Для России самый яркий из подобных примеров — казачество. В большинстве своем оно составилось из людей, согнанных с мест обычной оседлости голодом, огромными податями, произволом власти, которой всегда не хватало денег на себя и на новые войны. Стоило центру хоть немного ослабеть, их отряды возвращались обратно и с беспримерной жестокостью, не разбирая правых и виноватых, грабили и убивали. Они словно хотели в еще большем зле утопить это царство греха. Вольница продолжалась два с половиной века, а потом то ли карательные походы (Петр I подавил восстание Кондратия Булавина, а еще через семьдесят лет Екатерина II — Пугачева), то ли время и пространство изменили, смягчили их взгляд на империю. Ведь не новость, что извне, со стороны, многое видится по-другому. В результате казаки стали потомственным военным сословием, надежным и боеспособным оплотом империи. Ее пограничной стражей и ее замечательными конными корпусами.

До середины XIX века, когда Россия окончательно вышла на свет Божий и увидала большой сложный мир, еще удавалось верить, что все, что вокруг, — иллюзия, фантом. Но куда страшнее был другой удар: этот мир никак не был готов признать в ней своего вождя и учителя. Последовавшие вскоре военные неудачи, в первую очередь Крымская война, лишь подтвердили, что чувство правоты, которое было даровано народу учением Филофея, на исходе. Правота — великая сила, особенно если это правота и перед собой, и перед Богом. Достаточно посмотреть, с какой отвагой мать защищает свое дитя.

В том, что произошло, славянофилы винили Петра, сравнявшего с землей чуть ли не всю традиционную культуру, завезшего без счета и разбора море западных новшеств, единственным прибытком от которых для русского человека был комплекс неполноценности. Но кто бы ни был виноват, сути дела это не меняло.

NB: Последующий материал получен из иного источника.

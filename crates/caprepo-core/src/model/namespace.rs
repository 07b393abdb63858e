//! Well-known namespaces, attribute and directive names

/// Identity namespace: name, version and type of a resource
pub const IDENTITY_NAMESPACE: &str = "osgi.identity";
/// Identity attribute holding the symbolic name
pub const IDENTITY_NAME_ATTRIBUTE: &str = IDENTITY_NAMESPACE;
pub const VERSION_ATTRIBUTE: &str = "version";
pub const TYPE_ATTRIBUTE: &str = "type";

pub const TYPE_BUNDLE: &str = "osgi.bundle";
pub const TYPE_FRAGMENT: &str = "osgi.fragment";
pub const TYPE_UNKNOWN: &str = "unknown";

/// Content namespace: where the bytes of a resource can be retrieved
pub const CONTENT_NAMESPACE: &str = "osgi.content";
pub const CONTENT_URL_ATTRIBUTE: &str = "url";
pub const CONTENT_SIZE_ATTRIBUTE: &str = "size";
pub const CONTENT_MIME_ATTRIBUTE: &str = "mime";
/// Content attribute holding the digest of the bytes
pub const CONTENT_DIGEST_ATTRIBUTE: &str = CONTENT_NAMESPACE;

/// Maven identity namespace: artifact coordinates
pub const MAVEN_IDENTITY_NAMESPACE: &str = "maven.identity";
pub const MAVEN_IDENTITY_ATTRIBUTE: &str = MAVEN_IDENTITY_NAMESPACE;

pub const FILTER_DIRECTIVE: &str = "filter";
pub const RESOLUTION_DIRECTIVE: &str = "resolution";
pub const RESOLUTION_MANDATORY: &str = "mandatory";
pub const RESOLUTION_OPTIONAL: &str = "optional";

У человеческой гениальности два источника — предвиденье и мастерство. Некоторым дано и то, и другое, но достаточно и одного ингредиента. Философ Николай Федоров начал писать вскоре после Крымской войны, когда в обществе шло ее осмысление. Он был из первых, кто понял, что старое основание русской экспансии себя исчерпало. Оно треснуло и больше не держит нагрузки. Разделение святого народа, разное в нем понимание, куда и как должна идти страна, зашло слишком далеко, лишило его силы. И вот Федорову, давшему новый комментарий к Евангелиям Христа, пусть пока только на бумаге, но удалось преодолеть прежний раскол. Прочно скрепить обе враждебные части — имперскую и народную, сектантскую. Соединило их его “Общее дело”. Не просто сохранив — бесконечно усилив обе трактовки Москвы как третьего Рима, он нашел точку, где они наконец сошлись. Верховной власти он указал путь, идя по которому она найдет, вернет и подтвердит свою санкцию на жизнь — неразрывную связь с Господом. Дорогу, где в считаные годы она одного за другим сокрушит внешних врагов и ненавистников, включая и наиковарнейшего — Англию. То есть свершится главное — вся земля станет уделом русского царя и тем в мгновение ока обернется единой, неделимой Святой землей. Землей, какой она была до грехопадения и изгнания Адама из Рая. Он указал и потребные для этого средства. Одно из них верховная власть и без Федорова прежде уже держала в руках, но тогда по неумению или от робости не преуспела. Я имею в виду военные поселения.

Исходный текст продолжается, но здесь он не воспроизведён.